*Problem details:*
One number is the whole answer: the tally of lines in the records that include the word "consumer".

Saved data entries:
====

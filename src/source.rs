//! Line sources feeding the stream consumer.
//!
//! Lines come either from a live `go test -json` child process, with its
//! standard output and standard error merged into one stream, or from a
//! replay file captured earlier. Either way the consumer sees a
//! [`LineStream`] of raw lines without their terminators.

use std::io;
use std::path::{Path, PathBuf};
use std::pin::Pin;
use std::process::Stdio;

use futures::{Stream, StreamExt, stream};
use tokio::io::{AsyncBufReadExt, AsyncRead, BufReader};
use tokio::process::Child;
use tokio_stream::wrappers::SplitStream;
use tracing::debug;

/// Stream of raw lines.
pub type LineStream = Pin<Box<dyn Stream<Item = io::Result<String>> + Send>>;

/// Errors from opening a line source.
#[derive(Debug, thiserror::Error)]
pub enum SourceError {
    #[error("replay file doesn't exist: {0}")]
    ReplayNotFound(PathBuf),

    #[error("replay path is a directory: {0}")]
    ReplayIsDirectory(PathBuf),

    #[error("failed to start {program}: {source}")]
    SpawnFailed {
        program: String,
        #[source]
        source: io::Error,
    },

    #[error("{0} not captured")]
    PipeMissing(&'static str),

    #[error("IO error: {0}")]
    Io(#[from] io::Error),
}

/// Splits a reader into lines.
///
/// Invalid UTF-8 is replaced rather than rejected and a trailing `\r` is
/// dropped, so Windows line endings replay cleanly.
pub fn lines<R>(reader: R) -> LineStream
where
    R: AsyncRead + Send + Unpin + 'static,
{
    let split = BufReader::new(reader).split(b'\n');

    Box::pin(SplitStream::new(split).map(|chunk| chunk.map(|bytes| decode_bytes(&bytes))))
}

fn decode_bytes(bytes: &[u8]) -> String {
    let text = String::from_utf8_lossy(bytes);

    text.strip_suffix('\r').unwrap_or(&text).to_string()
}

/// Opens a previously captured `go test -json` output file.
pub async fn replay(path: &Path) -> Result<LineStream, SourceError> {
    let metadata = tokio::fs::metadata(path).await.map_err(|e| {
        if e.kind() == io::ErrorKind::NotFound {
            SourceError::ReplayNotFound(path.to_path_buf())
        } else {
            SourceError::Io(e)
        }
    })?;

    if metadata.is_dir() {
        return Err(SourceError::ReplayIsDirectory(path.to_path_buf()));
    }

    let file = tokio::fs::File::open(path).await?;
    debug!("Replaying {}", path.display());

    Ok(lines(file))
}

/// A command to spawn, built up the same way as a shell command line.
///
/// ```
/// use bolt::source::TestCommand;
///
/// let cmd = TestCommand::new("go").arg("test").args(["-run", "Test A"]);
/// assert_eq!(cmd.to_shell_string(), "go test -run 'Test A'");
/// ```
#[derive(Debug, Clone, PartialEq, Eq)]
pub struct TestCommand {
    pub program: String,
    pub args: Vec<String>,
    pub working_dir: Option<PathBuf>,
}

impl TestCommand {
    pub fn new(program: impl Into<String>) -> Self {
        Self {
            program: program.into(),
            args: Vec::new(),
            working_dir: None,
        }
    }

    pub fn arg(mut self, arg: impl Into<String>) -> Self {
        self.args.push(arg.into());
        self
    }

    pub fn args<I, S>(mut self, args: I) -> Self
    where
        I: IntoIterator<Item = S>,
        S: Into<String>,
    {
        self.args.extend(args.into_iter().map(Into::into));
        self
    }

    pub fn working_dir(mut self, dir: impl Into<PathBuf>) -> Self {
        self.working_dir = Some(dir.into());
        self
    }

    /// Shell-quoted rendering, for logs.
    pub fn to_shell_string(&self) -> String {
        let parts = std::iter::once(&self.program).chain(self.args.iter());

        shell_words::join(parts)
    }

    /// Spawns the command with stdout and stderr merged into one line stream.
    ///
    /// The child is killed if the returned handle is dropped before it exits.
    pub fn spawn(&self) -> Result<(Child, LineStream), SourceError> {
        let mut process = tokio::process::Command::new(&self.program);
        process.args(&self.args);

        if let Some(dir) = &self.working_dir {
            process.current_dir(dir);
        }

        process.stdin(Stdio::null());
        process.stdout(Stdio::piped());
        process.stderr(Stdio::piped());
        process.kill_on_drop(true);

        debug!("Spawning: {}", self.to_shell_string());

        let mut child = process.spawn().map_err(|source| SourceError::SpawnFailed {
            program: self.program.clone(),
            source,
        })?;

        let stdout = child
            .stdout
            .take()
            .ok_or(SourceError::PipeMissing("stdout"))?;
        let stderr = child
            .stderr
            .take()
            .ok_or(SourceError::PipeMissing("stderr"))?;

        let combined = stream::select(lines(stdout), lines(stderr));

        Ok((child, Box::pin(combined)))
    }
}

/// Options for building a `go test` invocation.
#[derive(Debug, Clone, Default, PartialEq, Eq)]
pub struct GoTestOptions {
    /// Path or name of the Go toolchain binary. Defaults to `go`.
    pub go_binary: Option<String>,

    /// Package patterns. Defaults to `./...`.
    pub packages: Vec<String>,

    /// Extra arguments passed through to `go test`.
    pub extra_args: Vec<String>,

    /// Omit `-fullpath`, for toolchains older than Go 1.21.
    pub compat: bool,

    /// Pass only `-json` and the caller's arguments.
    pub raw: bool,

    pub working_dir: Option<PathBuf>,
}

/// Builds the `go test -json -cover` command for `options`.
pub fn go_test_command(options: &GoTestOptions) -> TestCommand {
    let mut cmd = TestCommand::new(options.go_binary.as_deref().unwrap_or("go"))
        .args(["test", "-json"]);

    if !options.raw {
        cmd = cmd.arg("-cover");

        if !options.compat {
            cmd = cmd.arg("-fullpath");
        }
    }

    cmd = cmd.args(options.extra_args.iter().cloned());

    if options.packages.is_empty() {
        cmd = cmd.arg("./...");
    } else {
        cmd = cmd.args(options.packages.iter().cloned());
    }

    if let Some(dir) = &options.working_dir {
        cmd = cmd.working_dir(dir);
    }

    cmd
}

====

*Solution to the exercise:*
2